En España, los cirujanos generales han incorporado la laparoscopia intraabdominal a su rutina diaria, pero no están muy familiarizados con el espacio retroperitoneal; este abordaje es más utilizado por otros especialistas, como urólogos o neurocirujanos. Cuando los especialistas de la Unidad del Dolor nos plantearon la necesidad de iniciar esta cirugía, nos parecía más natural y seguro plantear el abordaje del espacio retroperitoneal desde el abdomen, como una simple evolución de nuestro trabajo diario, sin precisar de ninguna modificación en las maniobras de entrada ni de las referencias habituales con las que se siente seguro cualquier cirujano general. Por ello preferimos la vía transabdominal, por ser una opción más intuitiva y cómoda, ya que estamos acostumbrados a ella. En el caso del autor, además, la experiencia acumulada durante más de 15 años en el tratamiento de las hernias lumbares por esta vía es lo que le ha permitido incorporar esta nueva técnica a la cartera de servicios de la Unidad, pudiendo prestar una colaboración añadida con la Unidad del Dolor de nuestro centro13. Reafirmamos así la importancia del desarrollo de unidades específicas en los centros para tratar los problemas de pared abdominal, pues las posibilidades de colaboración con otros servicios son muchas, y el beneficio de muchos pacientes desestimados o infratratados también14.
Ante la corriente más numerosa de realizar una triple neurectomía en todos los casos de dolor inguinal crónico, nosotros preferimos seguir la pauta de la escuela mexicana (que plantea una cirugía selectiva en lo posible para evitar una morbilidad innecesaria) en vez de la norteamericana15–17. Antes de plantear la posibilidad de una neurectomía, tras un bloqueo neural positivo intentamos hacer, en lo posible, un diagnóstico preciso y un despistaje de simuladores. Este control es repetido en varias visitas durante la evaluación preoperatoria del paciente.
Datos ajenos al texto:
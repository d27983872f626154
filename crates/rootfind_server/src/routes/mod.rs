//! Route modules for the rootfind server
//!
//! This module contains endpoint group-specific routers:
//! - solve: Single solver run
//! - compare: Several solvers on one problem
//! - bracket: Sign-change scan
//! - fixed: Contraction check and alpha suggestion
//! - health: Health check and monitoring endpoints

pub mod bracket;
pub mod compare;
pub mod fixed;
pub mod health;
pub mod solve;

use std::sync::Arc;
use std::time::Duration;

use axum::Router;
use rootfind_core::compare::SolveConfig;
use rootfind_core::expr::Expression;
use rootfind_core::math::solvers::SolverConfig;
use rootfind_core::types::SolverError;
use tower_http::cors::CorsLayer;
use tower_http::timeout::TimeoutLayer;
use tower_http::trace::TraceLayer;

use crate::config::ServerConfig;
use crate::error::ApiError;

/// Prefix shared by every solver endpoint
pub const API_PREFIX: &str = "/api/v1/root";

/// Tolerance when a request omits `tol`
pub const DEFAULT_TOL: f64 = 1e-8;

/// Iteration budget when a request omits `maxIter`
pub const DEFAULT_MAX_ITER: usize = 100;

/// Application state shared across all handlers
#[derive(Clone)]
pub struct AppState {
    /// Server configuration
    pub config: Arc<ServerConfig>,
    /// Server start time for uptime calculation
    pub start_time: std::time::Instant,
}

impl AppState {
    /// Create a new AppState
    pub fn new(config: Arc<ServerConfig>) -> Self {
        Self {
            config,
            start_time: std::time::Instant::now(),
        }
    }

    /// Solver settings for a request, capped by the configured limit.
    pub fn solver_config(&self, tol: f64, max_iter: usize) -> Result<SolverConfig, ApiError> {
        let limit = self.config.max_iterations_limit;
        if max_iter > limit {
            return Err(ApiError::BadRequest(format!(
                "maxIter {} exceeds the server limit of {}",
                max_iter, limit
            )));
        }
        Ok(SolverConfig::new(tol, max_iter)?)
    }
}

/// Build the main application router by merging all route modules
pub fn build_router(config: Arc<ServerConfig>) -> Router {
    let timeout = Duration::from_secs(config.request_timeout_secs);
    let cors = if config.environment.is_development() {
        CorsLayer::permissive()
    } else {
        CorsLayer::new()
    };
    let state = AppState::new(config);

    let api = Router::new()
        .merge(solve::routes())
        .merge(compare::routes())
        .merge(bracket::routes())
        .merge(fixed::routes());

    Router::new()
        .merge(health::routes())
        .nest(API_PREFIX, api)
        .layer(TimeoutLayer::new(timeout))
        .layer(cors)
        .layer(TraceLayer::new_for_http())
        .with_state(state)
}

/// Run CPU-bound engine work off the async runtime.
pub(crate) async fn run_blocking<T, F>(work: F) -> Result<T, ApiError>
where
    F: FnOnce() -> Result<T, SolverError> + Send + 'static,
    T: Send + 'static,
{
    tokio::task::spawn_blocking(work)
        .await
        .map_err(|e| ApiError::Internal(e.to_string()))?
        .map_err(ApiError::from)
}

/// Compile a function `f`; accepts the `A = B` equation form.
pub(crate) fn compile_f(text: &str) -> Result<Option<Expression>, ApiError> {
    if text.trim().is_empty() {
        return Ok(None);
    }
    Ok(Some(Expression::compile_equation(text).map_err(SolverError::from)?))
}

/// Compile a fixed-point map `g`.
pub(crate) fn compile_g(text: &str) -> Result<Option<Expression>, ApiError> {
    if text.trim().is_empty() {
        return Ok(None);
    }
    Ok(Some(Expression::compile(text).map_err(SolverError::from)?))
}

/// Reject a missing expression field.
pub(crate) fn required(expr: Option<Expression>, field: &str) -> Result<Expression, ApiError> {
    expr.ok_or_else(|| ApiError::BadRequest(format!("expression '{}' is required", field)))
}

/// Assemble the shared part of a solve or compare request.
pub(crate) fn problem(
    state: &AppState,
    f: &str,
    g: &str,
    x0: f64,
    tol: f64,
    max_iter: usize,
) -> Result<SolveConfig, ApiError> {
    let mut cfg = SolveConfig::new(x0);
    cfg.f = compile_f(f)?;
    cfg.g = compile_g(g)?;
    cfg.solver = state.solver_config(tol, max_iter)?;
    Ok(cfg)
}
//! # rootfind_core: Scalar Root-Finding Engine
//!
//! Solves `f(x) = 0` and `x = g(x)` for user-supplied formula text.
//!
//! ## Layout
//!
//! - Expression engine: compile once, evaluate over `f64` or dual numbers (`expr`)
//! - Numeric differentiation and the four solvers (`math`)
//! - Bracket scan, contraction check, start-point suggester (`analysis`)
//! - Parallel side-by-side comparison (`compare`)
//! - Error types: `ParseError`, `DomainError`, `SolverError` (`types::error`)
//!
//! ## Dependencies
//!
//! No I/O, logging or async. External crates are limited to:
//! - num-dual: Forward-mode dual numbers for exact Newton derivatives
//! - num-traits: Numeric traits for the generic evaluator
//! - rayon: Parallel comparison runs
//! - serde: Serialisation of results and reports
//! - thiserror: Error derivation
//!
//! ## Usage Examples
//!
//! ```rust
//! use rootfind_core::analysis::{bracket, check};
//! use rootfind_core::expr::Expression;
//! use rootfind_core::math::solvers::{NewtonRaphsonSolver, SolverConfig};
//!
//! let f = Expression::compile("cos(x) - x").unwrap();
//!
//! // Locate a sign change, then polish it
//! let scan = bracket(&f, 0.0, 1.0, 10).unwrap();
//! let start = scan.intervals[0].a;
//!
//! let solver = NewtonRaphsonSolver::new(SolverConfig::new(1e-8, 100).unwrap());
//! let result = solver.solve(&f, start).unwrap();
//! assert!(result.converged);
//!
//! // cos is a contraction on [0, 1]
//! let g = Expression::compile("cos(x)").unwrap();
//! assert_eq!(check(&g, 0.0, 1.0, 300).unwrap().contractive, Some(true));
//! ```

#![warn(missing_docs)]
#![deny(rustdoc::broken_intra_doc_links)]
#![deny(rustdoc::private_intra_doc_links)]

pub mod analysis;
pub mod compare;
pub mod expr;
pub mod math;
pub mod types;
//! Criterion benchmarks for rootfind_core evaluation and solver throughput.
//!
//! Measures compiled-expression evaluation (plain and dual), each solver on
//! a reference problem, and bracket scans across grid sizes.

use criterion::{black_box, criterion_group, criterion_main, BenchmarkId, Criterion};
use rootfind_core::analysis::{bracket, check, suggest};
use rootfind_core::compare::{compare, Method, SolveConfig};
use rootfind_core::expr::Expression;
use rootfind_core::math::solvers::{
    BisectionSolver, DerivativeMode, FixedPointSolver, NewtonRaphsonSolver, SecantSolver,
    SolverConfig,
};

const FORMULA: &str = "exp(-x) * sin(3*x) + x^2 / (1 + x^2) - 0.5";

/// Benchmark compilation and evaluation of a representative formula.
fn bench_expression(c: &mut Criterion) {
    let mut group = c.benchmark_group("expression");

    group.bench_function("compile", |b| {
        b.iter(|| Expression::compile(black_box(FORMULA)).unwrap());
    });

    let f = Expression::compile(FORMULA).unwrap();
    group.bench_function("eval", |b| {
        b.iter(|| f.eval(black_box(0.731)).unwrap());
    });
    group.bench_function("eval_with_derivative", |b| {
        b.iter(|| f.eval_with_derivative(black_box(0.731)).unwrap());
    });

    group.finish();
}

/// Benchmark each solver on cos(x) = x.
fn bench_solvers(c: &mut Criterion) {
    let mut group = c.benchmark_group("solvers");
    let f = Expression::compile("cos(x) - x").unwrap();
    let g = Expression::compile("cos(x)").unwrap();
    let config = SolverConfig::new(1e-10, 500).unwrap();

    let newton = NewtonRaphsonSolver::new(config);
    group.bench_function("newton_analytic", |b| {
        b.iter(|| newton.solve(&f, black_box(0.5)).unwrap());
    });

    let newton_numeric =
        NewtonRaphsonSolver::new(config).with_derivative(DerivativeMode::Numeric { step: None });
    group.bench_function("newton_numeric", |b| {
        b.iter(|| newton_numeric.solve(&f, black_box(0.5)).unwrap());
    });

    let fixed = FixedPointSolver::new(config);
    group.bench_function("fixed_point", |b| {
        b.iter(|| fixed.solve(&g, None, black_box(0.5)).unwrap());
    });

    let bisection = BisectionSolver::new(config);
    group.bench_function("bisection", |b| {
        b.iter(|| bisection.solve(&f, black_box(0.0), black_box(1.0)).unwrap());
    });

    let secant = SecantSolver::new(config);
    group.bench_function("secant", |b| {
        b.iter(|| secant.solve(&f, black_box(0.0), black_box(1.0)).unwrap());
    });

    group.finish();
}

/// Benchmark bracket scans across grid sizes.
fn bench_bracket(c: &mut Criterion) {
    let mut group = c.benchmark_group("bracket");
    let f = Expression::compile("sin(x) - 0.1*x").unwrap();

    for steps in [100, 1_000, 10_000] {
        group.bench_with_input(BenchmarkId::new("scan", steps), &steps, |b, &steps| {
            b.iter(|| bracket(&f, black_box(-20.0), black_box(20.0), steps).unwrap());
        });
    }

    group.finish();
}

/// Benchmark diagnostics and the parallel comparison.
fn bench_diagnostics(c: &mut Criterion) {
    let mut group = c.benchmark_group("diagnostics");
    let f = Expression::compile("x^2 - 2").unwrap();
    let g = Expression::compile("cos(x)").unwrap();

    group.bench_function("contraction_check_300", |b| {
        b.iter(|| check(&g, black_box(0.0), black_box(1.0), 300).unwrap());
    });

    group.bench_function("suggest", |b| {
        b.iter(|| suggest(&f, black_box(1.0)).unwrap());
    });

    let mut cfg = SolveConfig::new(1.0);
    cfg.f = Some(f.clone());
    cfg.g = Some(f.fixed_point_map(0.25));
    cfg.x1 = 2.0;
    cfg.solver = SolverConfig::new(1e-10, 200).unwrap();
    group.bench_function("compare_all", |b| {
        b.iter(|| compare(black_box(&Method::ALL), &cfg).unwrap());
    });

    group.finish();
}

criterion_group!(
    benches,
    bench_expression,
    bench_solvers,
    bench_bracket,
    bench_diagnostics
);
criterion_main!(benches);
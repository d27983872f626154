//! Error types for structured error handling.
//!
//! This module provides:
//! - `ParseError`: Malformed expression text, raised at compile time
//! - `DomainError`: Expression undefined at an evaluated point
//! - `SolverError`: Errors from solvers, scanners and diagnostics

use thiserror::Error;

/// Expression compilation error.
///
/// Raised by [`Expression::compile`](crate::expr::Expression::compile) before
/// any evaluation takes place. Never raised during iteration.
///
/// # Examples
/// ```
/// use rootfind_core::types::ParseError;
///
/// let err = ParseError::at(4, "unexpected '*'");
/// assert_eq!(format!("{}", err), "Parse error at position 4: unexpected '*'");
/// ```
#[derive(Error, Debug, Clone, PartialEq, Eq)]
#[error("Parse error{}: {message}", .position.map(|p| format!(" at position {}", p)).unwrap_or_default())]
pub struct ParseError {
    /// Human-readable description of the problem
    pub message: String,
    /// Byte offset of the offending token, when known
    pub position: Option<usize>,
}

impl ParseError {
    /// Create a parse error anchored at a byte offset.
    pub fn at(position: usize, message: impl Into<String>) -> Self {
        Self {
            message: message.into(),
            position: Some(position),
        }
    }

    /// Create a parse error without position information.
    pub fn new(message: impl Into<String>) -> Self {
        Self {
            message: message.into(),
            position: None,
        }
    }
}

/// Evaluation domain error.
///
/// Distinguishes "the expression is undefined here" from an ordinary numeric
/// result, so solvers classify it as divergence instead of converging to NaN.
///
/// # Examples
/// ```
/// use rootfind_core::types::DomainError;
///
/// let err = DomainError::DivisionByZero { x: 0.0 };
/// assert!(format!("{}", err).contains("Division by zero"));
/// ```
#[derive(Error, Debug, Clone, Copy, PartialEq)]
pub enum DomainError {
    /// Denominator evaluated to exactly zero.
    #[error("Division by zero at x = {x}")]
    DivisionByZero {
        /// Point of evaluation
        x: f64,
    },

    /// Logarithm of a non-positive argument.
    #[error("log of non-positive argument {arg} at x = {x}")]
    LogNonPositive {
        /// Point of evaluation
        x: f64,
        /// Offending argument
        arg: f64,
    },

    /// Square root of a negative argument.
    #[error("sqrt of negative argument {arg} at x = {x}")]
    SqrtNegative {
        /// Point of evaluation
        x: f64,
        /// Offending argument
        arg: f64,
    },

    /// An intermediate or final value was NaN or infinite.
    #[error("Non-finite value at x = {x}")]
    NonFinite {
        /// Point of evaluation
        x: f64,
    },
}

impl DomainError {
    /// The point at which evaluation failed.
    pub fn x(&self) -> f64 {
        match *self {
            DomainError::DivisionByZero { x }
            | DomainError::LogNonPositive { x, .. }
            | DomainError::SqrtNegative { x, .. }
            | DomainError::NonFinite { x } => x,
        }
    }
}

/// Solver, scanner and diagnostic errors.
///
/// Non-convergence is not represented here: running out of iterations is a
/// normal terminal state reported through
/// [`SolveResult`](crate::math::solvers::SolveResult) with `converged = false`.
///
/// # Variants
/// - `InvalidRange`: Bad interval, tolerance, step or sample count
/// - `NoStableRegion`: Suggester found no contractive neighbourhood
/// - `Parse`: Expression failed to compile
/// - `Domain`: Expression undefined where a value was required
///
/// # Examples
/// ```
/// use rootfind_core::types::SolverError;
///
/// let err = SolverError::InvalidRange("steps must be >= 1".to_string());
/// assert_eq!(format!("{}", err), "Invalid range: steps must be >= 1");
/// ```
#[derive(Error, Debug, Clone, PartialEq)]
pub enum SolverError {
    /// Rejected input range or count; never retried.
    #[error("Invalid range: {0}")]
    InvalidRange(String),

    /// No contractive region was found near the seed point.
    #[error("No stable region found near x0 = {x0}")]
    NoStableRegion {
        /// Seed point of the search
        x0: f64,
    },

    /// Expression compilation failed.
    #[error(transparent)]
    Parse(#[from] ParseError),

    /// Expression undefined at a required point.
    #[error(transparent)]
    Domain(#[from] DomainError),
}

impl SolverError {
    /// Shorthand for [`SolverError::InvalidRange`].
    pub fn invalid_range(msg: impl Into<String>) -> Self {
        SolverError::InvalidRange(msg.into())
    }
}
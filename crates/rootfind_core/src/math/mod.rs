//! Numerical routines.
//!
//! - [`differentiate`]: central-difference derivative of an [`Expression`](crate::expr::Expression)
//! - [`solvers`]: Newton-Raphson, fixed-point, bisection and secant iterations

pub mod differentiate;
pub mod solvers;

pub use differentiate::{default_step, derivative};
//! WASM bindings exposing the analytic n^2 linear solver to the plotting front end.

mod eigenray;
mod profile;

pub use eigenray::compare_coordinate_systems;
pub use profile::WasmProfile;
Nuestro caso tiene un especial interés en la biografía médica por dos motivos: 1) por ser la primera referencia que se publica en un paciente con dolor inguinal intratable sin herniorrafia previa, y 2) porque plantea la cirugía con un intervalo de tiempo tan grande, después de más de una década sin respuesta a ningún tipo de tratamiento médico, incluyendo incluso las modernas terapias con radiofrecuencia, y a pesar de todo ello los resultados han sido muy alentadores, con una remisión completa del dolor. Si estos resultados se confirmaran a largo plazo, la neurectomía laparoscópica posiblemente debería empezar a ser considerada como una opción precoz de tratamiento para el control del dolor inguinal neuropático, y no como se considera actualmente, como una medida final tras años de ensayos con todo tipo de fármacos y terapias.
En espera de nuevos estudios, podemos concluir que la neurectomía selectiva ambulatoria mediante laparoscopia transabdominal retroperitoneal como tratamiento del dolor neuropático inguinal refractario es una opción segura, y puede ser efectiva en pacientes muy bien seleccionados. La colaboración entre cirujanos y anestesistas debe también abarcar este tipo de pacientes.
Conflicto de interesesLos autores declaran no tener ningún conflicto de intereses.